Crowd-sourced stock analyzer and stock predictor using Elasticsearch, Twitter, News headlines and Python natural language processing and sentiment analysis. How much do emotions on Twitter and news headlines affect a stock's price? Let's find out ...
stocksight is a crowd-sourced stock analysis open source software that uses Elasticsearch to store Twitter and news headlines data for stocks. stocksight analyzes the emotions of what the author writes and does sentiment analysis on the text to determine how the author "feels" about a stock. stocksight makes an aggregated analysis of all collected data from all sources.
Each user running stocksight has a unique fingerprint: specific stocks they are following, news sites and twitter users they follow to find information for those stocks. This creates a unique sentiment analysis for each user, based on what data sources they are getting stocksight to search. Users can have the same stocks, but their data sources could vary significantly creating different sentiment analysis for the same stock. stocksight website (coming soon) will allow each user to see other sentiment analysis results from other stocksight user app results and a combined aggregated view of all.
Version 0.2 went through an architectural revamp. You will have to COPY the v0.1 data from Elastic 5.6 to Elastic 7.3 if you wish to retain your previous data.

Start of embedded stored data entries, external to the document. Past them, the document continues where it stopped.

use crate::constants::{GLITCH_SELECTOR, MONOLOGUE_ID};
use crate::frame::FrameLoop;
use ember_core::text::{Glitch, Typewriter};
use rand::rngs::StdRng;
use rand::SeedableRng;
use wasm_bindgen::JsCast;
use web_sys as web;

struct GlitchTarget {
    el: web::Element,
    glitch: Glitch,
}

/// Typewriter on the monologue line and glitch bursts on `.glitch` labels,
/// driven by one frame task that stops once there is nothing left to do.
pub fn start_text_effects(document: &web::Document, reduced_motion: bool) -> Option<FrameLoop> {
    let mut typewriter = document.get_element_by_id(MONOLOGUE_ID).map(|el| {
        let text = el.text_content().unwrap_or_default();
        let mut tw = Typewriter::new(text.trim());
        if reduced_motion {
            tw.finish();
        }
        el.set_text_content(Some(&tw.visible()));
        (el, tw)
    });

    let mut glitches = Vec::new();
    if !reduced_motion {
        if let Ok(list) = document.query_selector_all(GLITCH_SELECTOR) {
            for i in 0..list.length() {
                let Some(el) = list.get(i).and_then(|n| n.dyn_into::<web::Element>().ok()) else {
                    continue;
                };
                let text = el.text_content().unwrap_or_default();
                let _ = el.set_attribute("data-text", &text);
                glitches.push(GlitchTarget {
                    glitch: Glitch::new(&text),
                    el,
                });
            }
        }
    }

    let typing = typewriter.as_ref().is_some_and(|(_, tw)| !tw.is_done());
    if !typing && glitches.is_empty() {
        return None;
    }

    let mut rng = StdRng::from_entropy();
    let frame_loop = FrameLoop::new(move |now_ms| {
        let typed_out = match typewriter.as_mut() {
            Some((el, tw)) => {
                if tw.advance(now_ms) {
                    el.set_text_content(Some(&tw.visible()));
                }
                tw.is_done()
            }
            None => false,
        };
        if typed_out {
            typewriter = None;
        }
        for g in &mut glitches {
            if let Some(text) = g.glitch.frame(now_ms, &mut rng) {
                g.el.set_text_content(Some(&text));
            }
        }
        typewriter.is_some() || !glitches.is_empty()
    });
    frame_loop.arm();
    Some(frame_loop)
}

The ElasticSearch index mappings are also different between two versions. New version records additional data for sentiment and stock prices. Please see "src/StockSight/EsMap" files for details.
Differences:
- Each symbol have its own set of price and sentiment indexes.

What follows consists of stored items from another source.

use crate::constants::POINTER_MIN_INTERVAL_MS;
use glam::Vec2;

/// Pointer position normalized to the viewport, `(0, 0)` top-left.
#[derive(Clone, Copy, Debug, PartialEq)]
pub struct PointerState {
    pub x: f32,
    pub y: f32,
}

impl Default for PointerState {
    fn default() -> Self {
        Self::CENTER
    }
}

impl PointerState {
    pub const CENTER: PointerState = PointerState { x: 0.5, y: 0.5 };

    /// Map `[0, 1]` to `[-1, 1]` on each axis, zero at the viewport center.
    #[inline]
    pub fn signed(&self) -> Vec2 {
        Vec2::new((self.x - 0.5) * 2.0, (self.y - 0.5) * 2.0)
    }
}

/// Normalize a client-space contact point against the viewport size.
///
/// A missing contact, a non-finite coordinate or an empty viewport fall back
/// to the center; everything else is clamped into `[0, 1]²`.
pub fn normalize(client: Option<Vec2>, viewport: Vec2) -> PointerState {
    let Some(p) = client else {
        return PointerState::CENTER;
    };
    let axis = |v: f32, extent: f32| {
        if extent > 0.0 && v.is_finite() && extent.is_finite() {
            (v / extent).clamp(0.0, 1.0)
        } else {
            0.5
        }
    };
    PointerState {
        x: axis(p.x, viewport.x),
        y: axis(p.y, viewport.y),
    }
}

/// Shared pointer state plus the frame-rate throttle guarding it.
///
/// Moves arriving sooner than `min_interval_ms` after the last accepted one
/// are dropped, not queued.
#[derive(Clone, Debug)]
pub struct PointerTracker {
    state: PointerState,
    last_accept_ms: Option<f64>,
    min_interval_ms: f64,
}

impl Default for PointerTracker {
    fn default() -> Self {
        Self::new(POINTER_MIN_INTERVAL_MS)
    }
}

impl PointerTracker {
    pub fn new(min_interval_ms: f64) -> Self {
        Self {
            state: PointerState::CENTER,
            last_accept_ms: None,
            min_interval_ms: min_interval_ms.max(0.0),
        }
    }

    #[inline]
    pub fn state(&self) -> PointerState {
        self.state
    }

    /// Returns whether the move was accepted.
    pub fn on_move(&mut self, now_ms: f64, client: Option<Vec2>, viewport: Vec2) -> bool {
        if let Some(last) = self.last_accept_ms {
            if now_ms - last < self.min_interval_ms {
                return false;
            }
        }
        self.last_accept_ms = Some(now_ms);
        self.state = normalize(client, viewport);
        true
    }
}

- Each symbol have its dashbaord in Kibana.
- Each sentiment record have sentiment value for its title and sentiment value for its message.
- Title sentiment and message sentiment are no longer mixed together.
- Stock Price open and close values are also saved in price index.
- Docker
- Python 3. (tested with Python 3.6.8 and 3.7.4)
- Elasticsearch 7.3.1.
- Kibana 7.3.1.
- Redis 5
- Python module
- elasticsearch
- nltk
- requests
- tweepy
- beautifulsoup4
- textblob
- vaderSentiment
- pytz
- redis
- pyyaml
- fake-useragent
$ git clone https://github.com/shirosaidev/stocksight.git
$ cd stocksight
- Copy src/config.yml to src/config.yml
- Change settings in config.yml to fit your needs
- Change ElasticSearch credential if needed
- Change NLTK analyzer ignore words (see sentiment_analyzer:ignore_words:)
- Add twitter credential and change the twitter feed
- Create a new twitter application and generate your consumer key and access token.
- https://developer.twitter.com/en/docs/basics/developer-portal/guides/apps.html
- https://developer.twitter.com/en/docs/basics/authentication/guides/access-tokens.html
- Add desired stock symbol and require words to symbols section (see symbol: tsla)
- Change execution intervals in docker-composer.yml
- default, 120 seconds for stock price, 3600 seconds for news sentiment listeners
- Run "docker-compose up"
- ???
- Profit
The following action require to run in the python3 container.
- open src/config.yml
- add stock symbol to symbol section.
- add required keyword of the symbol.
- the sentiment and price listeners will pick up the change on their next run.
- Update the config.yml
- Log into python container
- kill twitter.sentiment.py
- rerun it with "python twitter.sentiment.py &"
- See SeekAlphaListener and YahooFinanceListener as example.
- Add your class to news.sentitment.py
- the sentiment runner will pick up the new listener on its next run.
- Make change to your existing template and visualizations.
- Export them to kibana_export/export.7.3.ndjson
- Replace symbol with "tmpl" or change the id and index value to match existing ndjson.
- Run "KIBANA_OVERWRITE=true python import.kibana.py"
- Log into python docker console
- Run "python delindex.py --delindex {index_name}"